How many separate lines in this material contain the string "collections"? Respond with the number alone.

** Opening Extracted material block **

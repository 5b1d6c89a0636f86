pub mod factory;
pub mod formatters;
pub mod identity;
pub mod topology;
pub mod transport;
use std::future::Future;
use std::sync::Arc;

use futures::stream::FuturesUnordered;
use futures::StreamExt;
use tokio::sync::{mpsc, Mutex};

use crate::error::DispatchError;

/// Fixed-size pool of workers draining a task channel.
///
/// All items are queued up front and the channel is closed, so each item is
/// handed to exactly one worker and at most `size` calls to the work function
/// are outstanding at any instant.
#[derive(Debug, Clone, Copy)]
pub struct WorkerPool {
    size: usize,
}

impl WorkerPool {
    pub fn new(size: usize) -> Self {
        Self { size: size.max(1) }
    }

    pub fn size(&self) -> usize {
        self.size
    }

    pub async fn run<T, F, Fut>(&self, items: Vec<T>, work: F) -> Result<(), DispatchError>
    where
        F: Fn(T) -> Fut,
        Fut: Future<Output = ()>,
    {
        if items.is_empty() {
            return Ok(());
        }

        let workers = self.size.min(items.len());
        let (tx, rx) = mpsc::channel(items.len());
        for item in items {
            tx.send(item)
                .await
                .map_err(|_| DispatchError::Worker("task channel closed unexpectedly".into()))?;
        }
        drop(tx);

        let rx = Arc::new(Mutex::new(rx));
        let work = &work;
        let mut futs: FuturesUnordered<_> = (0..workers)
            .map(|worker_id| {
                let rx = rx.clone();
                async move {
                    let mut handled = 0usize;
                    loop {
                        let next = rx.lock().await.recv().await;
                        let Some(item) = next else {
                            break;
                        };
                        work(item).await;
                        handled += 1;
                    }
                    tracing::trace!(worker_id, handled, "worker drained");
                }
            })
            .collect();

        while futs.next().await.is_some() {}

        Ok(())
    }
}
use serde::{Deserialize, Serialize};

use crate::error::ConfigurationError;

/// Service that is never a valid target, whatever the configuration says.
pub const ALWAYS_DISALLOWED_SERVICE: &str = "marlin";

#[derive(Debug, Clone, Serialize, Deserialize, Default)]
pub struct AppConfig {
    #[serde(default)]
    pub logging: LoggingConfig,

    #[serde(default)]
    pub dispatch: DispatchConfig,

    #[serde(default)]
    pub topology: TopologyConfig,

    #[serde(default)]
    pub transport: TransportConfig,
}

#[derive(Debug, Clone, Serialize, Deserialize)]
pub struct LoggingConfig {
    #[serde(default = "default_logging_enabled")]
    pub enabled: bool,

    /// If true, log to stderr.
    #[serde(default = "default_logging_console")]
    pub console: bool,

    /// If true, log to a file under `directory` (or OS temp dir if unset).
    #[serde(default)]
    pub file: bool,

    /// EnvFilter string, e.g. "warn" or "oneach_core=debug".
    #[serde(default = "default_logging_level")]
    pub level: String,

    /// Optional directory for log files. If empty or unset, uses OS temp dir.
    #[serde(default)]
    pub directory: Option<String>,
}

fn default_logging_enabled() -> bool {
    true
}

fn default_logging_console() -> bool {
    true
}

fn default_logging_level() -> String {
    "warn".to_string()
}

impl Default for LoggingConfig {
    fn default() -> Self {
        Self {
            enabled: default_logging_enabled(),
            console: default_logging_console(),
            file: false,
            level: default_logging_level(),
            directory: None,
        }
    }
}

#[derive(Debug, Clone, Serialize, Deserialize)]
pub struct DispatchConfig {
    /// Maximum number of operations outstanding at once.
    #[serde(default = "default_concurrency")]
    pub concurrency: usize,

    /// Per-operation timeout.
    #[serde(default = "default_exec_timeout_secs")]
    pub exec_timeout_secs: u64,

    /// Timeout for establishing the transport.
    #[serde(default = "default_connect_timeout_secs")]
    pub connect_timeout_secs: u64,

    /// Extra services to refuse, on top of the built-in one.
    #[serde(default)]
    pub disallowed_services: Vec<String>,

    /// Local address used for file transfers. Probed when unset.
    #[serde(default)]
    pub bind_ip: Option<String>,
}

fn default_concurrency() -> usize {
    10
}

fn default_exec_timeout_secs() -> u64 {
    60
}

fn default_connect_timeout_secs() -> u64 {
    10
}

impl Default for DispatchConfig {
    fn default() -> Self {
        Self {
            concurrency: default_concurrency(),
            exec_timeout_secs: default_exec_timeout_secs(),
            connect_timeout_secs: default_connect_timeout_secs(),
            disallowed_services: Vec::new(),
            bind_ip: None,
        }
    }
}

impl DispatchConfig {
    /// Configured disallowed services plus the built-in one, deduplicated.
    pub fn disallowed_services(&self) -> std::collections::BTreeSet<String> {
        let mut set: std::collections::BTreeSet<String> = self
            .disallowed_services
            .iter()
            .map(|s| s.trim().to_string())
            .filter(|s| !s.is_empty())
            .collect();
        set.insert(ALWAYS_DISALLOWED_SERVICE.to_string());
        set
    }
}

#[derive(Debug, Clone, Serialize, Deserialize)]
pub struct TopologyConfig {
    /// JSON topology snapshot consumed by the file provider. `~` is expanded.
    #[serde(default = "default_snapshot_path")]
    pub snapshot_path: String,
}

fn default_snapshot_path() -> String {
    "~/.oneach/topology.json".to_string()
}

impl Default for TopologyConfig {
    fn default() -> Self {
        Self {
            snapshot_path: default_snapshot_path(),
        }
    }
}

#[derive(Debug, Clone, Serialize, Deserialize, PartialEq, Eq)]
pub struct TransportConfig {
    #[serde(default = "default_ssh_program")]
    pub ssh_program: String,

    #[serde(default = "default_scp_program")]
    pub scp_program: String,

    /// Remote login user.
    #[serde(default = "default_user")]
    pub user: String,

    /// Extra `-o` style options passed verbatim to both programs.
    #[serde(default = "default_transport_options")]
    pub options: Vec<String>,
}

fn default_ssh_program() -> String {
    "ssh".to_string()
}

fn default_scp_program() -> String {
    "scp".to_string()
}

fn default_user() -> String {
    "root".to_string()
}

fn default_transport_options() -> Vec<String> {
    vec!["-o".to_string(), "BatchMode=yes".to_string()]
}

impl Default for TransportConfig {
    fn default() -> Self {
        Self {
            ssh_program: default_ssh_program(),
            scp_program: default_scp_program(),
            user: default_user(),
            options: default_transport_options(),
        }
    }
}

impl TransportConfig {
    /// Checks the settings a connector relies on and returns a trimmed copy.
    pub fn resolve(&self) -> Result<TransportConfig, ConfigurationError> {
        let ssh_program = self.ssh_program.trim();
        if ssh_program.is_empty() {
            return Err(ConfigurationError::Transport(
                "ssh_program must not be empty".into(),
            ));
        }
        let scp_program = self.scp_program.trim();
        if scp_program.is_empty() {
            return Err(ConfigurationError::Transport(
                "scp_program must not be empty".into(),
            ));
        }
        let user = self.user.trim();
        if user.is_empty() || user.contains(char::is_whitespace) || user.contains('@') {
            return Err(ConfigurationError::Transport(format!(
                "invalid user \"{}\"",
                self.user
            )));
        }

        Ok(TransportConfig {
            ssh_program: ssh_program.to_string(),
            scp_program: scp_program.to_string(),
            user: user.to_string(),
            options: self.options.clone(),
        })
    }
}

#[cfg(test)]
mod tests {
    use super::*;

    #[test]
    fn test_defaults_parse_from_empty_toml() {
        let cfg: AppConfig = toml::from_str("").unwrap();
        assert_eq!(cfg.dispatch.concurrency, 10);
        assert_eq!(cfg.dispatch.exec_timeout_secs, 60);
        assert_eq!(cfg.transport.user, "root");
        assert!(cfg.logging.console);
    }

    #[test]
    fn test_builtin_disallowed_service_cannot_be_removed() {
        let cfg: AppConfig = toml::from_str(
            r#"
            [dispatch]
            disallowed_services = ["  ", "storage"]
            "#,
        )
        .unwrap();
        let set = cfg.dispatch.disallowed_services();
        assert!(set.contains("marlin"));
        assert!(set.contains("storage"));
        assert_eq!(set.len(), 2);
    }

    #[test]
    fn test_transport_resolve_rejects_bad_user() {
        let cfg = TransportConfig {
            user: "root@host".into(),
            ..TransportConfig::default()
        };
        assert!(matches!(
            cfg.resolve(),
            Err(ConfigurationError::Transport(_))
        ));

        let ok = TransportConfig {
            ssh_program: " ssh ".into(),
            ..TransportConfig::default()
        }
        .resolve()
        .unwrap();
        assert_eq!(ok.ssh_program, "ssh");
    }
}
use thiserror::Error;

use super::dispatch::DispatchError;

#[derive(Error, Debug)]
pub enum CliError {
    #[error("{0}")]
    Dispatch(#[from] DispatchError),
    #[error("usage error: {0}")]
    Usage(String),
    #[error("config error: {0}")]
    Config(String),
    #[error("output error: {0}")]
    Output(String),
    #[error("io error: {0}")]
    Io(#[from] std::io::Error),
    #[error("anyhow error: {0}")]
    Anyhow(#[from] anyhow::Error),
}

** Closing Extracted material block **

# Answer for this exercise:
2